Características y explicaciones de la PCR en un solo paso
◎La transcripción inversa y la PCR cuantitativa se pueden completar en un tubo de reacción en un solo paso, lo que hace que la operación sea simple y rápida;
◎Utilizando polimerasa de arranque en caliente químicamente modificada, la reacción es altamente específico y evita eficazmente la amplificación no específica;
◎El tampón de reacción está completamente optimizado y tiene una alta sensibilidad. Puede detectar el fragmento objetivo en tan solo 1 pg de ARN total, lo que es especialmente adecuado para Detección de ARN de baja copia.
◎ Agregar los ingredientes activos patentados de EMI RT-PCR puede aumentar significativamente el rendimiento de la RT-PCR. Los valores de CT generalmente son de 3 a 5 ciclos antes y la curva en forma de S es más típica.

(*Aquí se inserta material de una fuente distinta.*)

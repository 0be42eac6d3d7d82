use super::*;
use crate::rpc::{ClientError, ClientResult};
use async_trait::async_trait;
use std::collections::VecDeque;
use std::path::{Path, PathBuf};
use std::sync::Mutex;
use std::sync::atomic::{AtomicU32, AtomicUsize, Ordering};
use tokio_util::sync::CancellationToken;

const DUP_DEAL: &str = "5f0c2a1e-9b3d-4c7a-8e21-0a1b2c3d4e5f";

fn proposal(id: &str, piece: &str) -> Proposal {
    Proposal {
        proposal_id: id.to_string(),
        piece_cid: piece.to_string(),
        piece_size: 34_359_738_368,
        hours_remaining: 72,
        sources: vec![format!("https://data.example/{piece}.car")],
        tenant_id: Some(1),
        tenant_client: Some("f01234".to_string()),
        start_epoch: None,
        start_time: None,
    }
}

fn failure(piece: &str, error: &str) -> FailureRecord {
    FailureRecord {
        piece_cid: piece.to_string(),
        proposal_id: None,
        error: error.to_string(),
        timestamp: None,
    }
}

fn open_deal(id: &str, piece: &str) -> OpenDeal {
    OpenDeal {
        id: id.to_string(),
        piece_cid: piece.to_string(),
        checkpoint: "Accepted".to_string(),
        is_offline: true,
        created_at: None,
        err: String::new(),
        message: String::new(),
    }
}

#[derive(Default)]
struct FakeSource {
    /// `None` makes `fetch_pending` fail.
    pending: Mutex<Option<PendingSnapshot>>,
    /// Pieces handed out by `request_new_proposal`; an empty queue means no eligible pieces.
    pieces: Mutex<VecDeque<String>>,
    manifest: Mutex<Option<PieceManifest>>,
    marked: Mutex<Vec<String>>,
    request_calls: AtomicUsize,
    manifest_calls: AtomicUsize,
}

#[async_trait]
impl ProposalSource for FakeSource {
    async fn fetch_pending(&self) -> ClientResult<PendingSnapshot> {
        self.pending
            .lock()
            .unwrap()
            .clone()
            .ok_or_else(|| ClientError::rejected("pending", "spade is down"))
    }

    async fn request_new_proposal(&self) -> ClientResult<String> {
        self.request_calls.fetch_add(1, Ordering::SeqCst);
        self.pieces
            .lock()
            .unwrap()
            .pop_front()
            .ok_or_else(|| ClientError::rejected("reserve_piece", "no eligible pieces"))
    }

    fn mark_piece_already_requested(&self, piece_cid: &str) {
        self.marked.lock().unwrap().push(piece_cid.to_string());
    }

    async fn fetch_manifest(&self, _proposal_id: &str) -> ClientResult<PieceManifest> {
        self.manifest_calls.fetch_add(1, Ordering::SeqCst);
        self.manifest
            .lock()
            .unwrap()
            .clone()
            .ok_or_else(|| ClientError::rejected("manifest", "not found"))
    }
}

struct FakeRegistry {
    /// `None` makes `list_open_deals` fail.
    deals: Mutex<Option<Vec<OpenDeal>>>,
    accept_imports: Mutex<bool>,
    imports: Mutex<Vec<(String, PathBuf)>>,
    cancels: Mutex<Vec<String>>,
}

impl Default for FakeRegistry {
    fn default() -> Self {
        Self {
            deals: Mutex::new(Some(Vec::new())),
            accept_imports: Mutex::new(true),
            imports: Mutex::new(Vec::new()),
            cancels: Mutex::new(Vec::new()),
        }
    }
}

#[async_trait]
impl DealRegistry for FakeRegistry {
    async fn list_open_deals(&self) -> ClientResult<Vec<OpenDeal>> {
        self.deals
            .lock()
            .unwrap()
            .clone()
            .ok_or_else(|| ClientError::rejected("deals", "graphql down"))
    }

    async fn import_deal(&self, proposal_id: &str, local_path: &Path) -> ClientResult<ImportOutcome> {
        self.imports
            .lock()
            .unwrap()
            .push((proposal_id.to_string(), local_path.to_path_buf()));
        let accepted = *self.accept_imports.lock().unwrap();
        Ok(ImportOutcome {
            accepted,
            reason: if accepted {
                String::new()
            } else {
                "deal not in accepted state".to_string()
            },
        })
    }

    async fn cancel_deal(&self, deal_id: &str) -> ClientResult<()> {
        self.cancels.lock().unwrap().push(deal_id.to_string());
        Ok(())
    }
}

struct FakeTransfers {
    failures_left: AtomicU32,
    start_calls: AtomicUsize,
    attach: Mutex<bool>,
    /// States returned by successive polls; the last one repeats.
    states: Mutex<VecDeque<TransferState>>,
    out_names: Mutex<Vec<String>>,
    removed: Mutex<Vec<String>>,
    /// Polls fail the way aria2 does after forgetting a GID.
    lost: Mutex<bool>,
}

impl Default for FakeTransfers {
    fn default() -> Self {
        Self {
            failures_left: AtomicU32::new(0),
            start_calls: AtomicUsize::new(0),
            attach: Mutex::new(false),
            states: Mutex::new(VecDeque::from([TransferState::Complete])),
            out_names: Mutex::new(Vec::new()),
            removed: Mutex::new(Vec::new()),
            lost: Mutex::new(false),
        }
    }
}

impl FakeTransfers {
    fn set_states(&self, states: impl IntoIterator<Item = TransferState>) {
        *self.states.lock().unwrap() = states.into_iter().collect();
    }
}

#[async_trait]
impl TransferManager for FakeTransfers {
    async fn start_or_attach(
        &self,
        _source_uris: &[String],
        out_name: &str,
    ) -> ClientResult<TransferHandle> {
        self.start_calls.fetch_add(1, Ordering::SeqCst);
        let left = self.failures_left.load(Ordering::SeqCst);
        if left > 0 {
            self.failures_left.store(left - 1, Ordering::SeqCst);
            return Err(ClientError::Status {
                op: "aria2.addUri".to_string(),
                status: 503,
                body: String::new(),
            });
        }
        self.out_names.lock().unwrap().push(out_name.to_string());
        Ok(TransferHandle {
            id: format!("gid-{out_name}"),
            attached: *self.attach.lock().unwrap(),
        })
    }

    async fn poll(&self, transfer_id: &str) -> ClientResult<TransferStatus> {
        if *self.lost.lock().unwrap() {
            return Err(ClientError::Rpc {
                op: "aria2.tellStatus".to_string(),
                code: 1,
                message: format!("GID {transfer_id} is not found"),
            });
        }
        let state = {
            let mut states = self.states.lock().unwrap();
            if states.len() > 1 {
                states.pop_front().unwrap()
            } else {
                states.front().cloned().unwrap_or(TransferState::Active)
            }
        };
        let out = transfer_id.trim_start_matches("gid-");
        Ok(TransferStatus {
            id: transfer_id.to_string(),
            error_message: (state == TransferState::Error).then(|| "connection reset".to_string()),
            state,
            completed_length: 50,
            total_length: 100,
            download_speed: 10,
            output_path: Some(PathBuf::from(format!("/downloads/{out}"))),
        })
    }

    async fn remove(&self, transfer_id: &str) -> ClientResult<()> {
        self.removed.lock().unwrap().push(transfer_id.to_string());
        Ok(())
    }
}

struct Harness {
    engine: Arc<DealEngine>,
    source: Arc<FakeSource>,
    registry: Arc<FakeRegistry>,
    transfers: Arc<FakeTransfers>,
}

fn harness(max_active: usize) -> Harness {
    let source = Arc::new(FakeSource::default());
    let registry = Arc::new(FakeRegistry::default());
    let transfers = Arc::new(FakeTransfers::default());
    let engine = DealEngine::new(
        EngineConfig {
            max_active,
            ..EngineConfig::default()
        },
        source.clone(),
        registry.clone(),
        transfers.clone(),
    );
    Harness {
        engine,
        source,
        registry,
        transfers,
    }
}

impl Harness {
    fn set_pending(&self, proposals: Vec<Proposal>, failures: Vec<FailureRecord>) {
        *self.source.pending.lock().unwrap() = Some(PendingSnapshot {
            proposals,
            failures,
        });
    }

    fn offer_pieces(&self, pieces: &[&str]) {
        self.source
            .pieces
            .lock()
            .unwrap()
            .extend(pieces.iter().map(|p| p.to_string()));
    }

    async fn tick(&self, cancel: &CancellationToken) -> Vec<DealOutcome> {
        let report = self.engine.run_tick(cancel).await;
        for t in report.cancel_tasks {
            t.await.expect("cancel task");
        }
        let mut outcomes = Vec::new();
        for t in report.deal_tasks {
            outcomes.push(t.await.expect("deal task"));
        }
        outcomes
    }
}

#[tokio::test]
async fn empty_queue_requests_up_to_the_limit() {
    let h = harness(2);
    h.set_pending(vec![], vec![]);
    h.offer_pieces(&["piece-a", "piece-b", "piece-c"]);

    let report = h.engine.run_tick(&CancellationToken::new()).await;

    assert_eq!(report.requested, 2);
    assert_eq!(h.source.request_calls.load(Ordering::SeqCst), 2);
    let waiting = &h.engine.registries().waiting;
    assert_eq!(waiting.len(), 2);
    assert!(waiting.contains("piece-a"));
    assert!(waiting.contains("piece-b"));
}

#[tokio::test]
async fn admission_stops_at_first_request_failure() {
    let h = harness(5);
    h.set_pending(vec![], vec![]);
    h.offer_pieces(&["piece-a"]);

    let report = h.engine.run_tick(&CancellationToken::new()).await;

    assert_eq!(report.requested, 1);
    // One success, then one failure, then nothing more this tick.
    assert_eq!(h.source.request_calls.load(Ordering::SeqCst), 2);
    assert_eq!(h.engine.registries().waiting.len(), 1);
}

#[tokio::test]
async fn no_requests_when_waiting_fills_the_cap() {
    let h = harness(2);
    h.set_pending(vec![], vec![]);
    h.offer_pieces(&["piece-a", "piece-b", "piece-c", "piece-d"]);
    let cancel = CancellationToken::new();

    h.engine.run_tick(&cancel).await;
    let report = h.engine.run_tick(&cancel).await;

    assert_eq!(report.requested, 0);
    assert_eq!(h.source.request_calls.load(Ordering::SeqCst), 2);
    assert!(h.engine.registries().inflight() <= 2);
}

#[tokio::test]
async fn fetch_failure_skips_the_rest_of_the_tick() {
    let h = harness(2);
    h.offer_pieces(&["piece-a"]);

    let report = h.engine.run_tick(&CancellationToken::new()).await;

    assert!(report.skipped);
    assert_eq!(h.source.request_calls.load(Ordering::SeqCst), 0);
    assert!(h.engine.registries().waiting.is_empty());
}

#[tokio::test]
async fn open_deal_failure_skips_matching_and_admission() {
    let h = harness(2);
    h.set_pending(vec![proposal("p1", "piece-1")], vec![]);
    *h.registry.deals.lock().unwrap() = None;
    h.offer_pieces(&["piece-a"]);

    let report = h.engine.run_tick(&CancellationToken::new()).await;

    assert!(report.skipped);
    assert_eq!(report.matched, 0);
    assert_eq!(h.source.request_calls.load(Ordering::SeqCst), 0);
}

#[tokio::test]
async fn duplicate_failure_cancels_exactly_once_across_ticks() {
    let h = harness(0);
    h.engine.registries().waiting.insert("piece-dup");
    h.set_pending(
        vec![],
        vec![failure(
            "piece-dup",
            &format!("deal proposal is identical to deal {DUP_DEAL}"),
        )],
    );
    let cancel = CancellationToken::new();

    for _ in 0..3 {
        h.tick(&cancel).await;
    }

    assert_eq!(*h.registry.cancels.lock().unwrap(), vec![DUP_DEAL.to_string()]);
    let regs = h.engine.registries();
    assert_eq!(regs.duplicates.len(), 1);
    assert_eq!(regs.duplicates.get("piece-dup").as_deref(), Some(DUP_DEAL));
    assert!(!regs.waiting.contains("piece-dup"));
    assert_eq!(*h.source.marked.lock().unwrap(), vec!["piece-dup".to_string()]);
    // Duplicates are not failures.
    assert!(regs.failures.is_empty());
}

#[tokio::test]
async fn repeated_failure_is_memoized_once() {
    let h = harness(0);
    h.engine.registries().waiting.insert("piece-x");
    h.set_pending(vec![], vec![failure("piece-x", "provider rejected the deal")]);
    let cancel = CancellationToken::new();

    let first = h.engine.run_tick(&cancel).await;
    let second = h.engine.run_tick(&cancel).await;

    assert_eq!(first.newly_failed, 1);
    assert_eq!(second.newly_failed, 0);
    let regs = h.engine.registries();
    assert_eq!(regs.failures.len(), 1);
    assert_eq!(
        regs.failures.get("piece-x").as_deref(),
        Some("provider rejected the deal")
    );
    assert!(!regs.waiting.contains("piece-x"));
}

#[tokio::test]
async fn transient_remote_failure_is_not_memoized() {
    let h = harness(0);
    h.engine.registries().waiting.insert("piece-php");
    h.set_pending(
        vec![],
        vec![failure("piece-php", "PHP Fatal error: Uncaught exception")],
    );

    let report = h.engine.run_tick(&CancellationToken::new()).await;

    assert_eq!(report.newly_failed, 0);
    let regs = h.engine.registries();
    assert!(regs.failures.is_empty());
    assert!(!regs.waiting.contains("piece-php"));
}
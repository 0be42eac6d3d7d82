pub mod app;
pub mod aria2;
pub mod boost;
pub mod config;
pub mod config_io;
pub mod deals;
pub mod logging;
pub mod lotus;
pub mod rpc;
pub mod single_instance;
pub mod spade;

Descripción: 1. ¿BIOGHSC? ¿súper? La mezcla de la sonda contiene mezcla de dNTP y Mg2+, ¿BIOGHSC? ¿súper? La mezcla de enzimas contiene transcriptasa súper inversa BIOG, polimerasa de arranque en caliente BIOG y luciferina. 2. En términos generales, la concentración final de cebadores en el sistema de reacción es de 0,3 μM, lo que puede lograr mejores efectos de amplificación. Cuando los resultados de la reacción no son ideales, la concentración del cebador se puede ajustar dentro del rango de 0,1 a 1,0 μm. 3. La concentración final de la sonda TaqMan se puede ajustar entre 0,1 micras y 0,45 micras. 4. La qPCR tiene una alta sensibilidad y la precisión de la cantidad de la plantilla tiene un gran impacto en los resultados. Se recomienda añadir la plantilla después de una dilución moderada, o utilizar 50? lSistema de reacción. 5. El volumen de la plantilla no debe exceder el 10% del volumen de reacción. 6. Elija una longitud del producto de amplificación dentro del rango de 100 pb-500 pb, preferiblemente 100-200 pb. ? 7. Al preparar el sistema de reacción, evite agitar vigorosamente para evitar la generación de burbujas. 8. Condiciones de reacción: reacción de transcripción inversa a 42 °C durante 15 minutos, calentamiento a 95 °C durante 5 minutos para activar la ADN polimerasa de arranque en caliente y luego calentamiento a 95 °C. ¿15 segundos, 60 ℃? 35 segundos, 35-40 ciclos. Las condiciones de reacción se pueden ajustar apropiadamente según el tamaño del fragmento diana y el valor de Tm del cebador. 8. Si la plantilla tiene una estructura secundaria compleja, la temperatura de reacción se puede aumentar a 55°C, lo que ayudará a mejorar el rendimiento.